Le parc de la Potennerie est racheté avant la dernière guerre par la caisse d’assurances sociales « la Famille », et revient lors de la création de la sécurité sociale à la caisse primaire de Roubaix. En 1950, la ville s’en porte acquéreur pour y construire un centre médico-social, projet finalement abandonné. C’est alors l’office départemental des HLM qui le reprend. On y construira les immeubles constituant les groupes de la Potennerie rouge et de la Potennerie blanche. Après ces travaux, il demeure une bande de terrain libre, située derrière l’ancien mur du parc, en bordure du boulevard de Reims. Elle est rétrocédée à l’office public d’ HLM de Roubaix qui va y construire 90 logements de tailles diverses pour y reloger les derniers habitants du secteur Edouard Anseele.

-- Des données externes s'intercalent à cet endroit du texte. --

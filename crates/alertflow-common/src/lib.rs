//! Shared domain types for the alertflow analysis engine.
//!
//! These types cross every boundary of the engine: the coordinator writes
//! them, the progress channel streams them, the feedback ledger validates
//! against them and the HTTP layer serializes them. They carry no behavior
//! beyond state classification and derivation.

mod event;
mod feedback;
mod run;
mod stage;

pub use event::ProgressEvent;
pub use feedback::{FeedbackRecord, Verdict};
pub use run::{AlertAnalysisRecord, OverallStatus, StageRun, StageState, TokenUsage};
pub use stage::{Stage, UnknownStage};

Le terrain qui servira à la construction – photo Nord Matin

Les travaux démarrent en octobre 1960. Les appartements disposeront du chauffage central individuel ; ils seront peints et tapissés avant d’être livrés. Les techniques de construction sont nouvelles : certains éléments (murs intérieurs, plafonds et escaliers) sont coulés au pied des immeubles, puis on les installe ensuite en place. Cette technique permet d’accélérer la construction : par exemple, les évidement pour le passage des canalisations sont prévus lors de la coulée.

La construction – photos Nord Eclair et la Voix du Nord

On remarque que l’ancien mur du parc et sa porte monumentale ne sont abattus qu’à la fin des travaux .

Contrairement aux autres immeubles du quartier, l’architecte a prévu quatre magasins au rez-de chaussée de l’immeuble situé le long du boulevard de Reims. Ces magasins sont occupés dès livraison : En 1968, on trouve un poissonnier, M. Pauwels au 272, un « Bazar de la Potennerie » au 280, qui deviendra en 1973 une agence immobilière. Au 288 une épicerie (magasin EGE), au nom de M. Decaestecker, qui tient également une autre épicerie « Aux fruits de Provence » au 296. En 1978, un pédicure s’installe au 272, tandis que le 280 devient un salon de coiffure.

Photos Nord Eclair et Jp Maerten

On constate que l’immeuble a peu changé depuis sa construction, et qu’il est resté en bon état. On pourrait faire cette remarque pour la plupart des immeubles de brique rouge construits à Roubaix vers cette époque.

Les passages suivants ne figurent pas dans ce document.